## Problem statement
Produce a copy of every line in the records that holds the string "Deserialize".

## Provided material
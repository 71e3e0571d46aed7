//! Data models for Shelf

mod book;

pub use book::{sanitize_id, Book, BookId, CoverSize};
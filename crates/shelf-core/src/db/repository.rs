//! Book repository implementation

use crate::error::Result;
use crate::models::{Book, BookId};
use rusqlite::{params, Connection, OptionalExtension};

const BOOK_COLUMNS: &str =
    "id, title, author, year, cover_reference, local_photo_ref, created_at, dirty, revision";

/// Trait for book storage operations
pub trait BookRepository {
    /// Get a book by ID
    fn get(&self, id: &BookId) -> Result<Option<Book>>;

    /// Insert or fully replace a book by id, returning the row's new revision
    fn upsert(&self, book: &Book) -> Result<i64>;

    /// Delete a book; returns whether a row was removed
    fn delete(&self, id: &BookId) -> Result<bool>;

    /// Set the dirty bit without touching other fields
    fn mark_dirty(&self, id: &BookId, dirty: bool) -> Result<bool>;

    /// Clear the dirty bit only if the row is still at `revision`
    fn clear_dirty(&self, id: &BookId, revision: i64) -> Result<bool>;

    /// List all books, newest first
    fn list_all(&self) -> Result<Vec<Book>>;

    /// Case-insensitive substring search over title and author, newest first
    fn search(&self, query: &str) -> Result<Vec<Book>>;

    /// List books with unconfirmed local changes, newest first
    fn list_dirty(&self) -> Result<Vec<Book>>;

    /// Count stored books
    fn count(&self) -> Result<usize>;
}

/// `SQLite` implementation of `BookRepository`
pub struct SqliteBookRepository<'a> {
    conn: &'a Connection,
}

impl<'a> SqliteBookRepository<'a> {
    /// Create a new repository with the given connection
    pub const fn new(conn: &'a Connection) -> Self {
        Self { conn }
    }

    /// Parse a book from a database row
    fn parse_book(row: &rusqlite::Row<'_>) -> rusqlite::Result<Book> {
        Ok(Book {
            id: BookId::new(row.get::<_, String>(0)?),
            title: row.get(1)?,
            author: row.get(2)?,
            year: row.get(3)?,
            cover_reference: row.get(4)?,
            local_photo_ref: row.get(5)?,
            created_at: row.get(6)?,
            dirty: row.get::<_, i32>(7)? != 0,
            revision: row.get(8)?,
        })
    }

    fn query_books(&self, sql: &str, params: impl rusqlite::Params) -> Result<Vec<Book>> {
        let mut stmt = self.conn.prepare(sql)?;
        let books = stmt
            .query_map(params, Self::parse_book)?
            .collect::<rusqlite::Result<Vec<_>>>()?;
        Ok(books)
    }
}

/// Build a `LIKE` pattern matching `query` literally anywhere in the value.
fn like_pattern(query: &str) -> String {
    let escaped = query
        .replace('\\', "\\\\")
        .replace('%', "\\%")
        .replace('_', "\\_");
    format!("%{escaped}%")
}

impl BookRepository for SqliteBookRepository<'_> {
    fn get(&self, id: &BookId) -> Result<Option<Book>> {
        let book = self
            .conn
            .query_row(
                &format!("SELECT {BOOK_COLUMNS} FROM books WHERE id = ?"),
                params![id.as_str()],
                Self::parse_book,
            )
            .optional()?;
        Ok(book)
    }

    fn upsert(&self, book: &Book) -> Result<i64> {
        let revision = self.conn.query_row(
            "INSERT INTO books (id, title, author, year, cover_reference, local_photo_ref, created_at, dirty, revision)
             VALUES (?1, ?2, ?3, ?4, ?5, ?6, ?7, ?8, 1)
             ON CONFLICT(id) DO UPDATE SET
                title = excluded.title,
                author = excluded.author,
                year = excluded.year,
                cover_reference = excluded.cover_reference,
                local_photo_ref = excluded.local_photo_ref,
                created_at = excluded.created_at,
                dirty = excluded.dirty,
                revision = books.revision + 1
             RETURNING revision",
            params![
                book.id.as_str(),
                book.title,
                book.author,
                book.year,
                book.cover_reference,
                book.local_photo_ref,
                book.created_at,
                i32::from(book.dirty)
            ],
            |row| row.get(0),
        )?;
        Ok(revision)
    }

    fn delete(&self, id: &BookId) -> Result<bool> {
        let rows = self
            .conn
            .execute("DELETE FROM books WHERE id = ?", params![id.as_str()])?;
        Ok(rows > 0)
    }

    fn mark_dirty(&self, id: &BookId, dirty: bool) -> Result<bool> {
        let rows = if dirty {
            self.conn.execute(
                "UPDATE books SET dirty = 1, revision = revision + 1 WHERE id = ?",
                params![id.as_str()],
            )?
        } else {
            self.conn.execute(
                "UPDATE books SET dirty = 0 WHERE id = ?",
                params![id.as_str()],
            )?
        };
        Ok(rows > 0)
    }

    fn clear_dirty(&self, id: &BookId, revision: i64) -> Result<bool> {
        let rows = self.conn.execute(
            "UPDATE books SET dirty = 0 WHERE id = ? AND revision = ?",
            params![id.as_str(), revision],
        )?;
        Ok(rows > 0)
    }

    fn list_all(&self) -> Result<Vec<Book>> {
        self.query_books(
            &format!("SELECT {BOOK_COLUMNS} FROM books ORDER BY created_at DESC, id ASC"),
            [],
        )
    }

    fn search(&self, query: &str) -> Result<Vec<Book>> {
        let query = query.trim();
        if query.is_empty() {
            return self.list_all();
        }

        self.query_books(
            &format!(
                "SELECT {BOOK_COLUMNS} FROM books
                 WHERE title LIKE ?1 ESCAPE '\\' OR author LIKE ?1 ESCAPE '\\'
                 ORDER BY created_at DESC, id ASC"
            ),
            params![like_pattern(query)],
        )
    }

    fn list_dirty(&self) -> Result<Vec<Book>> {
        self.query_books(
            &format!(
                "SELECT {BOOK_COLUMNS} FROM books WHERE dirty = 1 ORDER BY created_at DESC, id ASC"
            ),
            [],
        )
    }

    fn count(&self) -> Result<usize> {
        let count: i64 = self
            .conn
            .query_row("SELECT COUNT(*) FROM books", [], |row| row.get(0))?;
        Ok(usize::try_from(count).unwrap_or_default())
    }
}
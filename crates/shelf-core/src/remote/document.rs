//! Wire form of a book in the remote document store.

use serde::{Deserialize, Serialize};

use crate::models::{Book, BookId, CoverSize};
use crate::util::unix_millis_now;

/// A book as stored remotely.
///
/// Field names are camelCase. Older documents used `coverId` and `photoUri`,
/// which are still accepted when reading. `updatedAt` is assigned by the
/// store and never sent by the client.
#[derive(Debug, Clone, PartialEq, Eq, Default, Serialize, Deserialize)]
#[serde(rename_all = "camelCase")]
pub struct RemoteBook {
    #[serde(default, skip_serializing_if = "Option::is_none")]
    pub id: Option<String>,
    #[serde(default)]
    pub title: String,
    #[serde(default)]
    pub author: String,
    #[serde(default)]
    pub year: String,
    #[serde(default, alias = "coverId")]
    pub cover_reference: Option<i64>,
    /// Derived from `cover_reference`; written for readers without the cover rule
    #[serde(default, skip_serializing_if = "Option::is_none")]
    pub cover_url: Option<String>,
    #[serde(default, alias = "photoUri")]
    pub local_photo_ref: Option<String>,
    #[serde(default)]
    pub created_at: Option<i64>,
    #[serde(default, skip_serializing_if = "Option::is_none")]
    pub updated_at: Option<i64>,
}

impl RemoteBook {
    /// Build the document pushed for `book`. The dirty bit is not part of it.
    pub fn from_book(book: &Book) -> Self {
        Self {
            id: Some(book.id.to_string()),
            title: book.title.clone(),
            author: book.author.clone(),
            year: book.year.clone(),
            cover_reference: book.cover_reference,
            cover_url: book.cover_url(CoverSize::Medium),
            local_photo_ref: book.local_photo_ref.clone(),
            created_at: Some(book.created_at),
            updated_at: None,
        }
    }

    /// Convert a pulled document into a clean local book.
    ///
    /// `key` is the document key, used when the document carries no id. A
    /// missing creation time becomes the current time.
    pub fn into_book(self, key: &str) -> Book {
        let id = self
            .id
            .filter(|id| !id.trim().is_empty())
            .unwrap_or_else(|| key.to_string());
        Book {
            id: BookId::new(id),
            title: self.title,
            author: self.author,
            year: self.year,
            cover_reference: self.cover_reference,
            local_photo_ref: self.local_photo_ref,
            created_at: self.created_at.unwrap_or_else(unix_millis_now),
            dirty: false,
            revision: 0,
        }
    }

    /// Whether both documents describe the same book, ignoring `updatedAt`.
    pub fn same_content(&self, other: &Self) -> bool {
        Self {
            updated_at: None,
            ..self.clone()
        } == Self {
            updated_at: None,
            ..other.clone()
        }
    }
}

## Finished task
use serde::{Deserialize, Serialize};
#[derive(Debug, Clone, PartialEq, Eq, Default, Serialize, Deserialize)]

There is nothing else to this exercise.